An estimated 14.5 million Americans with a history of cancer were alive in 2014.1 Previous research has shown that cancer survivors face greater healthcare expenditures including out-of-pocket (OOP) costs compared with individuals without a history of cancer.25 High OOP costs can reduce access to care, influence clinical practice, and affect treatment choices.6,7 By creating a financial barrier, OOP payments can lead to reduced use of preventive services and uptake of preventive medications.6,8 For example, higher OOP costs are associated with lower rates of screening for breast cancer, cervical cancer, and colorectal cancer among certain populations.810 Reduced access to care among cancer survivors may affect surveillance and treatment for disease recurrence, screening for additional cancers, and care for the late and lasting effects of cancer treatment.11,12

Limited information exists on OOP burden among cancer survivors at the national level. Previous studies have addressed OOP burden among cancer survivors by treatment status, rather than among all cancer survivors together,5,13 or have focused on cancer patients aged ≥ 65 years.13 Additionally, few studies have evaluated the association between OOP burden and access to care and preventive service utilization among cancer survivors. This study provides a comprehensive analysis of OOP burden among non-elderly adult cancer survivors aged 18–64 years. Using nationally representative data, this study examines the prevalence of high annual OOP burden and the association between high annual OOP burden and access to care and preventive service utilization among non-elderly cancer survivors.

Methods

Data Sources

The study sample was selected from the 2008–2012 Medical Expenditure Panel Survey (MEPS) Household Component. The MEPS is a nationally representative sample of the U.S. civilian non-institutionalized population that collects detailed information on demographic characteristics, health status, income, health insurance, employment, access to care, and healthcare expenditures (including OOP expenditures). In-person interviews are conducted with an individual who responds for all members of the household. The annual response rate ranged from 53.5% to 59.3% during the study years included in the analysis. More-detailed information on the MEPS survey design and content is available elsewhere.14,15

Cancer survivors were defined as any person who has ever been diagnosed with cancer. Using the 2008–2012 MEPS, 4,271 cancer survivors aged 18–64 years were identified based on the question: Has a doctor or other health provider ever told you that you have a cancer or malignancy of any kind? The comparison group consisted of the remaining 96,780 adults in the same age range who did not report a history of cancer. Similar to previous studies, individuals diagnosed solely with non-melanoma skin cancer were not classified as cancer survivors.2,16

Measures

Sociodemographic characteristics of cancer survivors at the time of the survey included: time since diagnosis, age, sex, race/ethnicity, educational attainment, marital status, number of comorbid conditions, health status, health insurance status, employment status, and family income as a percentage of the federal poverty level (FPL). Poor people were defined as having family income < 100% FPL, near-poor and low-income people were defined as having income 100%–200% FPL, and middle- and high-income people were defined as having incomes ≥ 200% of FPL. The number of comorbid conditions was determined through a series of questions about whether a doctor or other healthcare professional ever told the person that they had any MEPS priority condition, including arthritis, asthma, diabetes, emphysema, heart disease, hypertension, stroke, and high cholesterol.

Annual OOP burden was measured as the percentage of OOP costs relative to family income.
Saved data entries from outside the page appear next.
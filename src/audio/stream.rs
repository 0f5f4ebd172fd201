//! Fixed-duration PCM chunks pulled from a live byte source.
//!
//! A producer thread reads the source into a bounded channel. Each call to
//! [`AudioStream::next_chunk`] collects one chunk's worth of bytes, but gives
//! up after `read_timeout` without data, so a stalled source yields a short
//! chunk instead of blocking the caller.

use anyhow::{Context, Result};
use std::io::Read;
use std::sync::mpsc::{self, Receiver, RecvTimeoutError};
use std::thread;
use std::time::Duration;

use crate::fingerprint::SampleRate;

/// Bytes per mono s16le sample.
const BYTES_PER_SAMPLE: usize = 2;
/// Size of a single read from the source.
const READ_BLOCK: usize = 4096;
/// Blocks buffered between the reader thread and the consumer.
const CHANNEL_BLOCKS: usize = 256;

/// A window of s16le mono PCM at a known position in the stream.
pub trait Chunk: Send {
    fn audio_data(&self) -> &[u8];
    /// Start of the chunk relative to the start of the stream.
    fn timestamp(&self) -> Duration;
    /// Length of the audio actually held, which is short for partial chunks.
    fn duration(&self) -> Duration;
    fn sample_rate(&self) -> SampleRate;
}

pub trait AudioStream {
    /// Record the next chunk. `Ok(None)` once the source is exhausted.
    fn next_chunk(&mut self) -> Result<Option<Box<dyn Chunk>>>;
}

#[derive(Clone, Debug)]
pub struct PcmChunk {
    data: Vec<u8>,
    timestamp: Duration,
    sample_rate: SampleRate,
}

impl PcmChunk {
    pub fn new(data: Vec<u8>, timestamp: Duration, sample_rate: SampleRate) -> Self {
        Self {
            data,
            timestamp,
            sample_rate,
        }
    }
}

impl Chunk for PcmChunk {
    fn audio_data(&self) -> &[u8] {
        &self.data
    }

    fn timestamp(&self) -> Duration {
        self.timestamp
    }

    fn duration(&self) -> Duration {
        let samples = (self.data.len() / BYTES_PER_SAMPLE) as u64;
        Duration::from_micros(samples * 1_000_000 / self.sample_rate.hz() as u64)
    }

    fn sample_rate(&self) -> SampleRate {
        self.sample_rate
    }
}

#[derive(Clone, Copy, Debug)]
pub struct StreamOptions {
    pub sample_rate: SampleRate,
    pub chunk_duration: Duration,
    pub read_timeout: Duration,
}

impl StreamOptions {
    pub fn chunk_bytes(&self) -> usize {
        let samples = self.sample_rate.hz() as u128 * self.chunk_duration.as_millis() / 1000;
        samples as usize * BYTES_PER_SAMPLE
    }
}

/// Chunks any byte source that can be moved onto a reader thread.
pub struct ReaderStream {
    rx: Receiver<std::io::Result<Vec<u8>>>,
    pending: Vec<u8>,
    closed: bool,
    chunk_index: u32,
    options: StreamOptions,
}

impl ReaderStream {
    pub fn spawn<R>(mut source: R, options: StreamOptions) -> Result<Self>
    where
        R: Read + Send + 'static,
    {
        let (tx, rx) = mpsc::sync_channel(CHANNEL_BLOCKS);

        thread::Builder::new()
            .name("audio-reader".into())
            .spawn(move || {
                let mut block = vec![0u8; READ_BLOCK];
                loop {
                    let sent = match source.read(&mut block) {
                        Ok(0) => break,
                        Ok(n) => tx.send(Ok(block[..n].to_vec())),
                        Err(e) if e.kind() == std::io::ErrorKind::Interrupted => continue,
                        Err(e) => {
                            let _ = tx.send(Err(e));
                            break;
                        }
                    };
                    if sent.is_err() {
                        // consumer dropped
                        break;
                    }
                }
                log::debug!("Audio source exhausted");
            })
            .context("Failed to spawn audio reader thread")?;

        Ok(Self {
            rx,
            pending: Vec::new(),
            closed: false,
            chunk_index: 0,
            options,
        })
    }

    fn fill(&mut self, target: usize) -> Result<()> {
        while self.pending.len() < target && !self.closed {
            match self.rx.recv_timeout(self.options.read_timeout) {
                Ok(Ok(block)) => self.pending.extend_from_slice(&block),
                Ok(Err(e)) => return Err(e).context("Failed to read audio source"),
                Err(RecvTimeoutError::Timeout) => {
                    log::debug!(
                        "Audio source stalled; returning {} of {} bytes",
                        self.pending.len(),
                        target
                    );
                    break;
                }
                Err(RecvTimeoutError::Disconnected) => self.closed = true,
            }
        }
        Ok(())
    }
}

impl AudioStream for ReaderStream {
    fn next_chunk(&mut self) -> Result<Option<Box<dyn Chunk>>> {
        let target = self.options.chunk_bytes();
        self.fill(target)?;

        if self.pending.is_empty() && self.closed {
            return Ok(None);
        }

        let mut take = self.pending.len().min(target);
        if !self.closed {
            // keep later chunks sample-aligned
            take -= take % BYTES_PER_SAMPLE;
        }
        let rest = self.pending.split_off(take);
        let data = std::mem::replace(&mut self.pending, rest);

        let timestamp = self.options.chunk_duration * self.chunk_index;
        self.chunk_index += 1;

        Ok(Some(Box::new(PcmChunk::new(
            data,
            timestamp,
            self.options.sample_rate,
        ))))
    }
}
use clap::{Parser, Subcommand};
use std::path::PathBuf;

#[derive(Parser, Debug)]
#[command(name = "earmark", about = "Audio fingerprinting and song recognition client")]
pub struct Cli {
    #[command(subcommand)]
    pub command: Command,

    /// Config file (defaults to earmark.toml or the user config dir)
    #[arg(long, global = true)]
    pub config: Option<PathBuf>,

    /// Analysis sample rate in Hz (8000, 16000, 32000, 44100, 48000)
    #[arg(long, global = true)]
    pub sample_rate: Option<u32>,

    /// Length of each fingerprinted window in seconds
    #[arg(long, global = true)]
    pub chunk_seconds: Option<u64>,

    /// Minimum FFT magnitude for a spectral peak
    #[arg(long, global = true)]
    pub min_magnitude: Option<f64>,
}

#[derive(Subcommand, Debug)]
pub enum Command {
    /// Print the signature of every window of an audio file
    Fingerprint {
        /// Audio file (WAV, MP3, FLAC, OGG, raw s16le) or `-` for s16le on stdin
        input: PathBuf,

        /// Print only the data URIs
        #[arg(long, conflicts_with = "json")]
        uri_only: bool,

        /// Print one JSON object per window
        #[arg(long)]
        json: bool,
    },

    /// Decode a signature data URI or binary signature file
    Inspect {
        /// Data URI, or path to a file holding one or a raw binary signature
        signature: String,

        /// List every peak
        #[arg(long)]
        peaks: bool,

        /// Print the decoded signature as JSON
        #[arg(long)]
        json: bool,
    },

    /// Identify the song playing in an audio file or stream
    Recognize {
        /// Audio file (WAV, MP3, FLAC, OGG, raw s16le) or `-` for s16le on stdin
        input: PathBuf,

        /// Keep going after the first match
        #[arg(long)]
        all: bool,

        /// Stop after this many windows
        #[arg(long)]
        max_windows: Option<usize>,

        /// Print matches as JSON
        #[arg(long)]
        json: bool,
    },
}
pub mod decode;
pub mod stream;
//! Error types for the fingerprint engine.

use thiserror::Error;

/// Errors raised while building, encoding or decoding a signature.
#[derive(Error, Debug, Clone, PartialEq, Eq)]
pub enum SignatureError {
    /// The binary signature (or its data URI) is malformed.
    #[error("Invalid signature format: {0}")]
    Format(String),

    /// An audio chunk with no samples reached the extractor.
    #[error("Empty audio chunk")]
    EmptyInput,

    /// The in-memory signature breaks a field contract and cannot be written.
    #[error("Cannot encode signature: {0}")]
    Encode(String),
}

impl SignatureError {
    pub(crate) fn format(msg: impl Into<String>) -> Self {
        Self::Format(msg.into())
    }
}

pub type Result<T> = std::result::Result<T, SignatureError>;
Annual OOP burden included OOP expenditures toward any healthcare service, such as coinsurance, copayments, and deductibles. Expenditures include those for cancer screening, surveillance, and treatment, as well as medical care for other health conditions. Consistent with previous research, OOP burden was defined at the family level, as families typically share financial resources.5 Family-level burdens were assigned to individuals within the family, allowing the analysis to be conducted at the individual level. Similar to previous studies, high OOP burden was defined as having annual OOP spending > 20% of annual income.5,17 For families reporting very low or negative incomes (1.8% of cancer survivors in the sample), a $100 floor for family income was imposed.5 The results were not sensitive to the adjustment.
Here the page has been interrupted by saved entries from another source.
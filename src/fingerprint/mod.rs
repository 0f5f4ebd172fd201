pub mod band;
pub mod codec;
pub mod constants;
pub mod error;
pub mod extractor;
pub mod peak;
pub mod signature;

pub use band::FrequencyBand;
pub use codec::{decode, decode_from_uri, encode, encode_to_uri};
pub use error::SignatureError;
pub use extractor::PeakExtractor;
pub use peak::FrequencyPeak;
pub use signature::{SampleRate, Signature};
pub mod client;
pub mod song;

pub use client::{RecognitionClient, RecognizeError};
pub use song::Song;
Several access to care measures were evaluated based on both the availability of care and actual utilization of healthcare services in the past year. Access to care measures included:

  • having a usual source of care;

  • having difficulty getting to a usual source of care;

  • being unable to get necessary medical care, dental care, or prescription medications; and

  • delaying necessary medical care, dental care, or use of prescription medications.

Preventive care was evaluated by examining preventive service use and cancer screening services recommended by the U.S. Preventive Services Task Force18 and vaccinations recommended by the Advisory Committee on Immunization Practices19 and potentially covered by provisions of the Affordable Care Act (ACA). Preventive services included:

  • blood pressure screening within the past 2 years;

  • cholesterol screening within the past 2 years;

  • influenza vaccination in the past year; and

  • breast, cervical, and colorectal cancer screening within recommended screening guidelines.
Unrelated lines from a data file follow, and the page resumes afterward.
mod cli;

use anyhow::{Context, Result};
use clap::Parser;
use indicatif::{ProgressBar, ProgressStyle};
use rayon::prelude::*;
use std::path::{Path, PathBuf};
use std::time::Duration;

use cli::{Cli, Command};
use earmark::audio::{self, stream::{AudioStream, Chunk, ReaderStream, StreamOptions}};
use earmark::config::{self, Config};
use earmark::fingerprint::constants::DATA_URI_PREFIX;
use earmark::fingerprint::{
    self, FrequencyBand, PeakExtractor, SampleRate, Signature, SignatureError,
};
use earmark::recognize::{RecognitionClient, RecognizeError};

fn main() -> Result<()> {
    env_logger::Builder::from_env(env_logger::Env::default().default_filter_or("info"))
        .format_timestamp_millis()
        .init();

    let cli = Cli::parse();

    // Load config: explicit --config path, or auto-detect earmark.toml / global config
    let config_path = cli.config.clone().or_else(|| {
        let local = PathBuf::from("earmark.toml");
        if local.exists() {
            return Some(local);
        }
        if let Some(home) = dirs::home_dir() {
            let xdg = home.join(".config").join("earmark").join("config.toml");
            if xdg.exists() {
                return Some(xdg);
            }
        }
        if let Some(config_dir) = dirs::config_dir() {
            let platform = config_dir.join("earmark").join("config.toml");
            if platform.exists() {
                return Some(platform);
            }
        }
        None
    });
    let mut cfg = Config::default();
    if let Some(ref path) = config_path {
        if let Some(loaded) = config::load_config(path) {
            log::info!("Loaded config from {}", path.display());
            cfg = loaded;
        } else {
            log::warn!("Failed to load config from {}", path.display());
        }
    }

    // CLI flags win over the config file
    if let Some(rate) = cli.sample_rate {
        cfg.audio.sample_rate = rate;
    }
    if let Some(seconds) = cli.chunk_seconds {
        cfg.audio.chunk_seconds = seconds;
    }
    if let Some(min) = cli.min_magnitude {
        cfg.extractor.min_magnitude = min;
    }

    let sample_rate = SampleRate::from_hz(cfg.audio.sample_rate).with_context(|| {
        format!(
            "Unsupported sample rate {}Hz (use 8000, 16000, 32000, 44100 or 48000)",
            cfg.audio.sample_rate
        )
    })?;
    if cfg.audio.chunk_seconds == 0 {
        anyhow::bail!("Chunk length must be at least one second");
    }
    let options = StreamOptions {
        sample_rate,
        chunk_duration: Duration::from_secs(cfg.audio.chunk_seconds),
        read_timeout: Duration::from_millis(cfg.audio.read_timeout_ms),
    };

    match cli.command {
        Command::Fingerprint {
            input,
            uri_only,
            json,
        } => run_fingerprint(&input, options, &cfg, uri_only, json),
        Command::Inspect {
            signature,
            peaks,
            json,
        } => run_inspect(&signature, peaks, json),
        Command::Recognize {
            input,
            all,
            max_windows,
            json,
        } => run_recognize(&input, options, &cfg, all, max_windows, json),
    }
}

fn open_stream(input: &Path, options: StreamOptions) -> Result<Box<dyn AudioStream>> {
    if input.as_os_str() == "-" {
        log::info!("Reading s16le mono PCM at {} from stdin", options.sample_rate);
        return Ok(Box::new(ReaderStream::spawn(std::io::stdin(), options)?));
    }

    if !input.exists() {
        anyhow::bail!("Input file not found: {}", input.display());
    }
    let pcm = audio::decode::load_pcm(input, options.sample_rate)?;
    Ok(Box::new(ReaderStream::spawn(std::io::Cursor::new(pcm), options)?))
}

fn run_fingerprint(
    input: &Path,
    options: StreamOptions,
    cfg: &Config,
    uri_only: bool,
    json: bool,
) -> Result<()> {
    log::info!("Input: {}", input.display());
    let mut stream = open_stream(input, options)?;

    let mut chunks: Vec<Box<dyn Chunk>> = Vec::new();
    while let Some(chunk) = stream.next_chunk()? {
        chunks.push(chunk);
    }
    log::info!("Fingerprinting {} windows...", chunks.len());

    let extractor = PeakExtractor::new(options.sample_rate)
        .with_min_magnitude(cfg.extractor.min_magnitude);
    let results: Vec<(Duration, Result<(Signature, String), SignatureError>)> = chunks
        .into_par_iter()
        .map(|chunk| {
            let result = extractor.signature(chunk.audio_data()).and_then(|sig| {
                let uri = fingerprint::encode_to_uri(&sig)?;
                Ok((sig, uri))
            });
            (chunk.timestamp(), result)
        })
        .collect();

    for (timestamp, result) in results {
        let (sig, uri) = match result {
            Ok(pair) => pair,
            Err(SignatureError::EmptyInput) => {
                log::warn!("Skipping empty window at {}", format_time(timestamp));
                continue;
            }
            Err(e) => return Err(e.into()),
        };

        if json {
            let line = serde_json::json!({
                "timestamp_ms": timestamp.as_millis() as u64,
                "samplems": sig.duration_ms(),
                "peaks": sig.peak_count(),
                "uri": uri,
            });
            println!("{}", line);
        } else if uri_only {
            println!("{}", uri);
        } else {
            println!("{}  {} peaks  {}", format_time(timestamp), sig.peak_count(), uri);
        }
    }

    Ok(())
}

fn run_inspect(input: &str, show_peaks: bool, json: bool) -> Result<()> {
    let sig = if input.starts_with(DATA_URI_PREFIX) {
        fingerprint::decode_from_uri(input)?
    } else {
        let path = Path::new(input);
        let bytes = std::fs::read(path)
            .with_context(|| format!("Failed to read signature: {}", path.display()))?;
        if bytes.starts_with(DATA_URI_PREFIX.as_bytes()) {
            let text = String::from_utf8(bytes).context("Signature URI is not UTF-8")?;
            fingerprint::decode_from_uri(text.trim())?
        } else {
            fingerprint::decode(&bytes)?
        }
    };

    if json {
        println!("{}", serde_json::to_string_pretty(&sig)?);
        return Ok(());
    }

    println!("Sample rate: {}", sig.sample_rate);
    println!(
        "Samples:     {} ({:.2}s)",
        sig.sample_count,
        sig.sample_count as f64 / sig.sample_rate_hz() as f64
    );
    println!("Peaks:       {}", sig.peak_count());
    for band in FrequencyBand::ALL {
        let peaks = sig.peaks(band);
        if peaks.is_empty() {
            continue;
        }
        println!("  {:<10} {} peaks", band.label(), peaks.len());
        if show_peaks {
            for peak in peaks {
                println!(
                    "    pass {:>5}  {:>8.2}s  {:>9.2}Hz  mag {:>5}  amp {:.5}",
                    peak.pass,
                    peak.seconds(),
                    peak.frequency_hz(),
                    peak.magnitude,
                    peak.amplitude_pcm()
                );
            }
        }
    }

    Ok(())
}

fn run_recognize(
    input: &Path,
    options: StreamOptions,
    cfg: &Config,
    all: bool,
    max_windows: Option<usize>,
    json: bool,
) -> Result<()> {
    log::info!("Input: {}", input.display());
    let client = RecognitionClient::new(&cfg.service, cfg.extractor.min_magnitude)
        .context("Failed to create recognition client")?;
    let mut stream = open_stream(input, options)?;

    let pb = ProgressBar::new_spinner();
    pb.set_style(
        ProgressStyle::default_spinner()
            .template("[{elapsed_precise}] {spinner} {msg}")
            .context("Invalid progress template")?,
    );
    pb.enable_steady_tick(Duration::from_millis(120));

    let mut windows = 0usize;
    let mut found = 0usize;

    while !window_limit_reached(windows, max_windows) {
        let Some(chunk) = stream.next_chunk()? else {
            break;
        };
        windows += 1;
        pb.set_message(format!(
            "window {} at {} ({:.1}s)",
            windows,
            format_time(chunk.timestamp()),
            chunk.duration().as_secs_f32()
        ));

        match client.recognize(chunk.as_ref()) {
            Ok(Some(song)) => {
                found += 1;
                if json {
                    pb.println(serde_json::to_string(&song)?);
                } else {
                    pb.println(song.to_string());
                }
                if !all {
                    break;
                }
            }
            Ok(None) => log::debug!("No match at {}", format_time(chunk.timestamp())),
            Err(RecognizeError::Signature(SignatureError::EmptyInput)) => {
                log::warn!("Skipping empty window at {}", format_time(chunk.timestamp()));
            }
            Err(e) => log::warn!("Recognition failed at {}: {}", format_time(chunk.timestamp()), e),
        }
    }

    pb.finish_and_clear();
    if found == 0 {
        log::info!("No match in {} windows", windows);
    }
    Ok(())
}

fn format_time(d: Duration) -> String {
    let secs = d.as_secs();
    format!("{:02}:{:02}", secs / 60, secs % 60)
}

fn window_limit_reached(windows: usize, max_windows: Option<usize>) -> bool {
    max_windows.is_some_and(|max| windows >= max)
}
Cancer screening was assessed among age- and gender-eligible men and women. Receipt of mammography within the past 2 years among women aged ≥ 40 years was used to identify women up to date with breast cancer screening guidelines. Receipt of the Pap test within the past 3 years among women aged 21–64 years who had not had their cervix removed was used to identify women up to date with cervical cancer screening guidelines. Adherence to colorectal cancer screening guidelines was assessed by examining the receipt of a fecal occult blood test within 1 year, sigmoidoscopy within the last 5 years, or colonoscopy within the last 10 years among men and women aged 50–64 years to identify individuals up to date with screening. Individuals with a history of the specific cancer in each analysis were excluded to ensure that preventive screenings were captured rather than surveillance.20

Statistical Analysis

Descriptive statistics were calculated for cancer survivors and individuals without a history of cancer and compared using chi-square statistics. Multivariable logistic regression models controlling for age, sex, race/ethnicity, marital status, education, and number of comorbidities were used to compare annual OOP burden among cancer survivors and individuals without a history of cancer. Overall results and results stratified by demographic factors as well as family income, health insurance, and employment status are presented. The adjusted percentages of adults with a high OOP burden are presented as predictive margins, which standardize the outcome of each group to the covariate distribution of the population.21

Multivariable logistic regression models were used to assess the relationship between high OOP burden and access to care and preventive service utilization among cancer survivors. Predictive margins were generated to compare these measures among cancer survivors by OOP burden status controlling for age, sex, race/ethnicity, marital status, education, and number of comorbidities.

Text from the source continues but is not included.